There was barely a dry eye in the house when tennis great Sir Andy Murray announced his impending retirement this week.
The Scottish star certainly struggled to contain his own emotions during a press conference which, though moving, was at times also uncomfortable to watch.
But the outpouring of warmth for Murray in the hours which followed showed just what a huge transformation he has achieved in his personal image.
Read reports from the start of Murray’s career and he was often described as dour, surly, temperamental and brooding. His Scottish patriotism irritated elements of the English press who simply could not forgive him for not being Tim Henman, and there was more than a little antagonism towards him.
Fast forward to this week, and he is being (somewhat fancifully) referred to as Britain’s greatest-ever sportsman, a national treasure and a man of dry wit and political integrity.
Success helps, of course. As much as we Brits love a plucky loser (step forward Mr Henman) nothing beats actually winning something.
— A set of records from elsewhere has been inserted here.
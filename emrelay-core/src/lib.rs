//! Protection-core basic data types
//!
//! This crate provides the data type definitions and the trip-curve math shared by the
//! Emrelay crates: sample window geometry, fundamental phasors, the CO curve constant
//! table, and the relay settings structure.
//!
//! Emrelay users should not depend on this crate directly. Use the `emrelay::core`
//! reexport instead.
#![no_std]

/// Number of samples taken per AC cycle and per signal.
///
/// The sampling trigger is reconfigured on every zero crossing so that exactly this many
/// samples land in one cycle regardless of line-frequency drift.
pub const SAMPLES_PER_CYCLE: usize = 12;

/// One signal's samples over one AC cycle, in volts, ordered from the zero crossing.
pub type SampleWindow = [f32; SAMPLES_PER_CYCLE];

/// Complex fundamental-frequency component of a signal over one window.
///
/// The convention follows the correlation extractor: `re = A*cos(phi)`, `im = A*sin(phi)`
/// for an input tone `A*cos(2*pi*k/N + phi)`.
#[derive(Debug, Clone, Copy, PartialEq)]
#[cfg_attr(feature = "defmt", derive(defmt::Format))]
pub struct Phasor {
    pub re: f64,
    pub im: f64,
}

impl Phasor {
    pub const ZERO: Phasor = Phasor { re: 0.0, im: 0.0 };

    /// Squared RMS value of the underlying sinusoid, `(re^2 + im^2) / 2`.
    pub fn rms_squared(&self) -> f64 {
        (self.re * self.re + self.im * self.im) / 2.0
    }
}

/// Native unit of the time-dial setting. A dial equal to this value leaves the curve
/// constants' operate times unscaled.
pub const TIME_DIAL_REFERENCE: f64 = 24000.0;

/// Constants of one extremely-inverse operate-time curve.
///
/// For a pickup multiple `m >= 1.5` the operate time is `t + k / (m - c)^p`, and
/// `r / (m - 1)` below that, both scaled by the time-dial ratio.
#[derive(Debug, Clone, Copy, PartialEq)]
#[cfg_attr(feature = "defmt", derive(defmt::Format))]
pub struct CurveConstants {
    pub t: f64,
    pub k: f64,
    pub c: f64,
    pub p: u8,
    pub r: f64,
}

impl CurveConstants {
    pub const CO2: Self = Self {
        t: 111.99,
        k: 735.00,
        c: 0.675,
        p: 1,
        r: 501.0,
    };
    pub const CO5: Self = Self {
        t: 8196.67,
        k: 13768.94,
        c: 1.130,
        p: 1,
        r: 22705.0,
    };
    pub const CO6: Self = Self {
        t: 784.52,
        k: 671.01,
        c: 1.190,
        p: 1,
        r: 1475.0,
    };
    pub const CO7: Self = Self {
        t: 524.84,
        k: 3120.56,
        c: 0.800,
        p: 1,
        r: 2491.0,
    };
    pub const CO8: Self = Self {
        t: 477.84,
        k: 4122.08,
        c: 1.270,
        p: 1,
        r: 9200.0,
    };
    pub const CO9: Self = Self {
        t: 310.01,
        k: 2756.06,
        c: 1.350,
        p: 1,
        r: 9342.0,
    };
    pub const CO11: Self = Self {
        t: 110.00,
        k: 17640.00,
        c: 0.500,
        p: 2,
        r: 8875.0,
    };
}

/// Standard CO time-overcurrent curve family.
#[derive(Debug, Clone, Copy, PartialEq, Eq)]
#[cfg_attr(feature = "defmt", derive(defmt::Format))]
pub enum CurveType {
    Co2,
    Co5,
    Co6,
    Co7,
    Co8,
    Co9,
    Co11,
}

impl CurveType {
    pub const fn constants(self) -> &'static CurveConstants {
        match self {
            CurveType::Co2 => &CurveConstants::CO2,
            CurveType::Co5 => &CurveConstants::CO5,
            CurveType::Co6 => &CurveConstants::CO6,
            CurveType::Co7 => &CurveConstants::CO7,
            CurveType::Co8 => &CurveConstants::CO8,
            CurveType::Co9 => &CurveConstants::CO9,
            CurveType::Co11 => &CurveConstants::CO11,
        }
    }

    /// Rated operate time in seconds for the given pickup multiple and time dial.
    ///
    /// The caller must guarantee `multiple_of_pickup > 1.0`: the below-1.5 branch is
    /// singular at exactly 1.0. The trip engine only evaluates the curve above pickup,
    /// so the boundary is unreachable there.
    pub fn operate_time(self, multiple_of_pickup: f64, time_dial: f64) -> f64 {
        debug_assert!(multiple_of_pickup > 1.0);
        let curve = self.constants();
        let dial = time_dial / TIME_DIAL_REFERENCE;
        if multiple_of_pickup >= 1.5 {
            (curve.t + curve.k / libm::pow(multiple_of_pickup - curve.c, f64::from(curve.p)))
                * dial
        } else {
            curve.r / (multiple_of_pickup - 1.0) * dial
        }
    }
}

/// Immutable relay configuration, supplied once before any interrupt is enabled.
#[derive(Debug, Clone, Copy, PartialEq)]
#[cfg_attr(feature = "defmt", derive(defmt::Format))]
pub struct RelaySettings {
    /// Pickup current magnitude, in the same unit as the sampled current signal.
    pub pickup_current: f32,
    /// Time-dial multiplier in native units, see [`TIME_DIAL_REFERENCE`].
    pub time_dial: f64,
    pub curve: CurveType,
    /// Directional reference angle in radians.
    pub direction_angle: f64,
}

impl Default for RelaySettings {
    fn default() -> Self {
        Self {
            pickup_current: 1.5,
            time_dial: TIME_DIAL_REFERENCE,
            curve: CurveType::Co2,
            direction_angle: core::f64::consts::FRAC_PI_3,
        }
    }
}

#[cfg(test)]
mod tests {
    extern crate std;
    use super::*;

    const ALL_CURVES: [CurveType; 7] = [
        CurveType::Co2,
        CurveType::Co5,
        CurveType::Co6,
        CurveType::Co7,
        CurveType::Co8,
        CurveType::Co9,
        CurveType::Co11,
    ];

    #[test]
    fn test_operate_time_co2() {
        // 111.99 + 735 / (2 - 0.675) at the reference dial
        let time = CurveType::Co2.operate_time(2.0, TIME_DIAL_REFERENCE);
        assert!((time - 666.70698).abs() < 1e-4);
    }

    #[test]
    fn test_operate_time_below_inverse_knee() {
        // r / (m - 1) branch
        let time = CurveType::Co2.operate_time(1.25, TIME_DIAL_REFERENCE);
        assert!((time - 501.0 / 0.25).abs() < 1e-9);
    }

    #[test]
    fn test_time_dial_scaling() {
        let base = CurveType::Co7.operate_time(3.0, TIME_DIAL_REFERENCE);
        let double = CurveType::Co7.operate_time(3.0, 2.0 * TIME_DIAL_REFERENCE);
        assert!((double - 2.0 * base).abs() < 1e-9);
    }

    #[test]
    fn test_operate_time_monotonic() {
        // Strictly decreasing on the 1/40 quantization grid used by the progress table.
        for curve in ALL_CURVES {
            let mut prev = f64::INFINITY;
            for bin in 1..760 {
                let multiple = 1.0 + f64::from(bin) / 40.0;
                let time = curve.operate_time(multiple, TIME_DIAL_REFERENCE);
                assert!(
                    time < prev,
                    "{curve:?} not decreasing at multiple {multiple}"
                );
                prev = time;
            }
        }
    }

    #[test]
    fn test_branches_meet_at_knee() {
        // The published R constants make the two branches line up at m = 1.5.
        for curve in ALL_CURVES {
            let below = curve.operate_time(1.4999999, TIME_DIAL_REFERENCE);
            let above = curve.operate_time(1.5, TIME_DIAL_REFERENCE);
            assert!(
                (below - above).abs() / above < 0.01,
                "{curve:?} discontinuous at the knee: {below} vs {above}"
            );
        }
    }

    #[test]
    fn test_phasor_rms() {
        let phasor = Phasor { re: 3.0, im: 4.0 };
        assert!((phasor.rms_squared() - 12.5).abs() < 1e-12);
        assert_eq!(Phasor::ZERO.rms_squared(), 0.0);
    }
}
But there is more to Murray’s transformation into national favourite than just giving Roger Federer or Novak Djokovic a good walloping every now and again. And there is something for all of us in the reputational business to learn from this.
Murray has – throughout his career – remained himself.
He has never tried to hide or massage his own personality. He is emotional and allows it to show. He is innately Scottish and has not hidden from the fact, even when it might have been to his advantage in a sport run by middle-class English types of a certain age and political persuasion.
He has strong personal beliefs which he is not afraid to air. His support of equal pay for the women’s game and fairly outspoken views on the future of the sport are not necessarily always shared by the tennis establishment.
And he has never shied away from giving his all, even though it has ultimately left him a fairly beaten-up 31-year-old who struggles to tie up his own shoes and is in pretty constant discomfort.
In short Murray – and the sporting brand his name represents – has established a genuine integrity through being consistent. And that’s played a major part in transforming his own personal brand.
In a world of shallow populism, self-interest and ruthless ambition, it’s something we can all learn from.